Kennington supplied extensive notes that identified each individual in the painting and explained the situation depicted. The men depicted, from left to right, are:
- Private H Bristol, wearing the red scarf;
- Private A McCafferty, with a bandaged head. One of the two rifles on his back belonged to a Private Perry who had been killed by a sniper whilst beside McCafferty in a trench at La Rue Tilleloy and a German Pickelhaube helmet is attached to his belt;
- Kennington is third from the left, wearing a balaclava;
- Private W Harvey;
- Private P A Guy, nicknamed 'Good Little Guy';
- Lance-Corporal H 'Tug' Wilson, wearing a balaclava and with his fork and spoon tucked into his puttee;
- Private M Slade, standing with both hands on his rifle;
- Corporal J Kealey;
- The figure on the ground in the forefront of the painting is Private 'Sweeney' Todd, an under-age soldier who Kennington wrote was "exhausted by continual service, hard work, lack of sleep, long hours of 'standing to' and observing".

==Composition==
Kennington painted the picture in a highly unconventional manner, painting in reverse on glass with the exterior layers applied first and the background last. This method, and Kennington's use of gold to pick out metallic details, gives the painting a particular clarity and luminosity. Whereas an oil painting on canvas will fade with time as the oils sink into the canvas, an oil on glass painting will largely retain its original brightness. Kennington claimed to have travelled some 500 miles while painting the picture in walking from the back of the glass to the front to check the composition.

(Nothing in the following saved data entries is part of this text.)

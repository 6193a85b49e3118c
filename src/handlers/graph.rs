//! Graph endpoints: the HTML chart page and the JSON series API behind it.

use axum::Json;
use axum::extract::{Path, Query, State};
use axum::http::StatusCode;
use axum::response::Html;
use serde::{Deserialize, Serialize};

use crate::AppState;
use crate::models::chart::ChartPoint;
use crate::models::error::ErrorResponse;
use crate::services::chart::build_chart;
use crate::services::chart_render::{self, DEFAULT_HEIGHT, DEFAULT_WIDTH};
use crate::views;

#[derive(Debug, Deserialize)]
pub struct GraphQuery {
    pub item_name: Option<String>,
    pub volume: Option<u8>,
}

/// GET /display-graph?item_name=<name>[&volume=1]
///
/// 400 when no item was selected, 404 when the item has no data before
/// the chart cutoff. Both carry their fixed plain-text message.
pub async fn display_graph(
    State(state): State<AppState>,
    Query(params): Query<GraphQuery>,
) -> Result<Html<String>, (StatusCode, String)> {
    let Some(item_name) = params.item_name.filter(|name| !name.is_empty()) else {
        return Err((
            StatusCode::BAD_REQUEST,
            "Please select an item to view the graph.".to_string(),
        ));
    };

    let Some(series) = build_chart(&state.dataset, &item_name) else {
        return Err((
            StatusCode::NOT_FOUND,
            format!("No data available for item: {}", item_name),
        ));
    };

    let show_volume = params.volume == Some(1);
    let svg = chart_render::render_svg(&series, DEFAULT_WIDTH, DEFAULT_HEIGHT, show_volume)
        .map_err(|e| {
            tracing::error!("Chart rendering failed for '{}': {}", item_name, e);
            (
                StatusCode::INTERNAL_SERVER_ERROR,
                format!("Failed to render chart: {}", e),
            )
        })?;

    Ok(Html(views::graph::render(&series, &svg, show_volume)))
}

#[derive(Debug, Serialize)]
#[serde(rename_all = "camelCase")]
pub struct ItemSeriesResponse {
    pub item_name: String,
    pub total_points: usize,
    pub data: Vec<ChartPoint>,
}

/// GET /api/items/{item_name}/series
///
/// The raw chart series for an item, volume included; hiding the volume
/// line is the renderer's business, not the data's.
pub async fn item_series(
    State(state): State<AppState>,
    Path(item_name): Path<String>,
) -> Result<Json<ItemSeriesResponse>, (StatusCode, Json<ErrorResponse>)> {
    let Some(series) = build_chart(&state.dataset, &item_name) else {
        return Err((
            StatusCode::NOT_FOUND,
            Json(ErrorResponse {
                error: format!("No data available for item: {}", item_name),
            }),
        ));
    };

    Ok(Json(ItemSeriesResponse {
        item_name: series.item_name,
        total_points: series.points.len(),
        data: series.points,
    }))
}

The style of the painting has been compared to the Pre-Raphaelites, Pieter Breughel, and religious icons in the Russian Orthodox tradition; and its composition bears resemblance to Uccellos Battle of San Romano.

==Reception==
The painting was first exhibited at the Goupil gallery on Regent Street from April to July 1916, to raise funds for the Star and Garter Building Fund. Its portrayal of exhausted soldiers caused a sensation. The painting was widely praised for its technical virtuosity, iconic colour scheme, and its "stately presentation of human endurance, of the quiet heroism of the rank and file", showing the war "in all its squalor and glory". The success of the painting led to the establishment of an official British war artist scheme by the Department of Information. Kennington himself was appointed a war artist and returned to France in 1917. In support of his application to become a war artist, the painter Sir John Lavery wrote "Mr Kennington, in my opinion, has painted in “The Kensingtons”, the only picture of the Great War that I have seen so far that will actually live."

In May 2015, the Royal Mail issued a stamp featuring a detail from the painting as part of a First World War commemorative set.